=== Section Start ===

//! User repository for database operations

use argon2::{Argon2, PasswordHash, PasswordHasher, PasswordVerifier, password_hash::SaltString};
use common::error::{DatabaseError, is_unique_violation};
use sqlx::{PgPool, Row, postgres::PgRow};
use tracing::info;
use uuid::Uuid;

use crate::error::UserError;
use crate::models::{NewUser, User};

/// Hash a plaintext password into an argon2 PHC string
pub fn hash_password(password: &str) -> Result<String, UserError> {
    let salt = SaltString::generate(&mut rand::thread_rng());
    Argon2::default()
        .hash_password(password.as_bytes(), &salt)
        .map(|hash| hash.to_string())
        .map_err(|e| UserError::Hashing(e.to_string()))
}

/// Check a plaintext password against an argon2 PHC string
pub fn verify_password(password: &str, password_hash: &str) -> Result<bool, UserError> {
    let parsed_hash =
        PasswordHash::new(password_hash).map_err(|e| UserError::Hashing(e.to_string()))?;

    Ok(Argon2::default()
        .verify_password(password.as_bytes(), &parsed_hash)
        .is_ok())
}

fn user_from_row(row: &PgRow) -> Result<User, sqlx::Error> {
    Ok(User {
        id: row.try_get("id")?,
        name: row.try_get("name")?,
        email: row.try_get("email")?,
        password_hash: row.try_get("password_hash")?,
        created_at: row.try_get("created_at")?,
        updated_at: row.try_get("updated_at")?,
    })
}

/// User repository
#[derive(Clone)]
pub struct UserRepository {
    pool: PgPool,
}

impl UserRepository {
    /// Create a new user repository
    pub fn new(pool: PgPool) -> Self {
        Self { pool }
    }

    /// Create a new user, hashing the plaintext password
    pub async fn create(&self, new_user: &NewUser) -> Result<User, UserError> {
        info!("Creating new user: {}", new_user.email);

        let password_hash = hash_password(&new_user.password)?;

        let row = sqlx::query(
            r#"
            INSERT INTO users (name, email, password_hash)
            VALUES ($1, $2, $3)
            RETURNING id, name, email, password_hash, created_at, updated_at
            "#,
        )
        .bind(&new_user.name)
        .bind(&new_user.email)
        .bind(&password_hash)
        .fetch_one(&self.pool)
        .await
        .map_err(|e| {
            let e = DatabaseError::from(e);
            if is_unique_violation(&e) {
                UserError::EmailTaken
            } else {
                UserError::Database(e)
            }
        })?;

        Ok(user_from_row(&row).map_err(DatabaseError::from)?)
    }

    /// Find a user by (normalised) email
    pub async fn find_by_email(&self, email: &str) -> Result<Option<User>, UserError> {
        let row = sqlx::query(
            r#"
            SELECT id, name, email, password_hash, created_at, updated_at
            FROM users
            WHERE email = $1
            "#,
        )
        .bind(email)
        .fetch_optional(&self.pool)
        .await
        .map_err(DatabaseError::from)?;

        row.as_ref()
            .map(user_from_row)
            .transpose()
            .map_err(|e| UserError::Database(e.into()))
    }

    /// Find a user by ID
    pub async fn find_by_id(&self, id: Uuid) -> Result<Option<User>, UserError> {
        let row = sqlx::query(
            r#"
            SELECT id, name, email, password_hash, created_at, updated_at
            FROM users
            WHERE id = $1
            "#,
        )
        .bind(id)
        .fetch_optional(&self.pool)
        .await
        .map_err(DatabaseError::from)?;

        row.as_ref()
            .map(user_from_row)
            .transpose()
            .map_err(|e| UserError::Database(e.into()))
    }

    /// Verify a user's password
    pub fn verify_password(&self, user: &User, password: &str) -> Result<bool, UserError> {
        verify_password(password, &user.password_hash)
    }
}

=== Section End ===

Retype every record exactly, omitting nothing.

//! User repository for database operations

use argon2::{Argon2, PasswordHash, PasswordHasher, PasswordVerifier, password_hash::SaltString};
use common::error::{DatabaseError, is_unique_violation};
use sqlx::{PgPool, Row, postgres::PgRow};
use tracing::info;
use uuid::Uuid;

use crate::error::UserError;
use crate::models::{NewUser, User};

/// Hash a plaintext password into an argon2 PHC string
pub fn hash_password(password: &str) -> Result<String, UserError> {
    let salt = SaltString::generate(&mut rand::thread_rng());
    Argon2::default()
        .hash_password(password.as_bytes(), &salt)
        .map(|hash| hash.to_string())
        .map_err(|e| UserError::Hashing(e.to_string()))
}

/// Check a plaintext password against an argon2 PHC string
pub fn verify_password(password: &str, password_hash: &str) -> Result<bool, UserError> {
    let parsed_hash =
        PasswordHash::new(password_hash).map_err(|e| UserError::Hashing(e.to_string()))?;

    Ok(Argon2::default()
        .verify_password(password.as_bytes(), &parsed_hash)
        .is_ok())
}

fn user_from_row(row: &PgRow) -> Result<User, sqlx::Error> {
    Ok(User {
        id: row.try_get("id")?,
        name: row.try_get("name")?,
        email: row.try_get("email")?,
        password_hash: row.try_get("password_hash")?,
        created_at: row.try_get("created_at")?,
        updated_at: row.try_get("updated_at")?,
    })
}

/// User repository
#[derive(Clone)]
pub struct UserRepository {
    pool: PgPool,
}

impl UserRepository {
    /// Create a new user repository
    pub fn new(pool: PgPool) -> Self {
        Self { pool }
    }

    /// Create a new user, hashing the plaintext password
    pub async fn create(&self, new_user: &NewUser) -> Result<User, UserError> {
        info!("Creating new user: {}", new_user.email);

        let password_hash = hash_password(&new_user.password)?;

        let row = sqlx::query(
            r#"
            INSERT INTO users (name, email, password_hash)
            VALUES ($1, $2, $3)
            RETURNING id, name, email, password_hash, created_at, updated_at
            "#,
        )
        .bind(&new_user.name)
        .bind(&new_user.email)
        .bind(&password_hash)
        .fetch_one(&self.pool)
        .await
        .map_err(|e| {
            let e = DatabaseError::from(e);
            if is_unique_violation(&e) {
                UserError::EmailTaken
            } else {
                UserError::Database(e)
            }
        })?;

        Ok(user_from_row(&row).map_err(DatabaseError::from)?)
    }

    /// Find a user by (normalised) email
    pub async fn find_by_email(&self, email: &str) -> Result<Option<User>, UserError> {
        let row = sqlx::query(
            r#"
            SELECT id, name, email, password_hash, created_at, updated_at
            FROM users
            WHERE email = $1
            "#,
        )
        .bind(email)
        .fetch_optional(&self.pool)
        .await
        .map_err(DatabaseError::from)?;

        row.as_ref()
            .map(user_from_row)
            .transpose()
            .map_err(|e| UserError::Database(e.into()))
    }

    /// Find a user by ID
    pub async fn find_by_id(&self, id: Uuid) -> Result<Option<User>, UserError> {
        let row = sqlx::query(
            r#"
            SELECT id, name, email, password_hash, created_at, updated_at
            FROM users
            WHERE id = $1
            "#,
        )
        .bind(id)
        .fetch_optional(&self.pool)
        .await
        .map_err(DatabaseError::from)?;

        row.as_ref()
            .map(user_from_row)
            .transpose()
            .map_err(|e| UserError::Database(e.into()))
    }

    /// Verify a user's password
    pub fn verify_password(&self, user: &User, password: &str) -> Result<bool, UserError> {
        verify_password(password, &user.password_hash)
    }
}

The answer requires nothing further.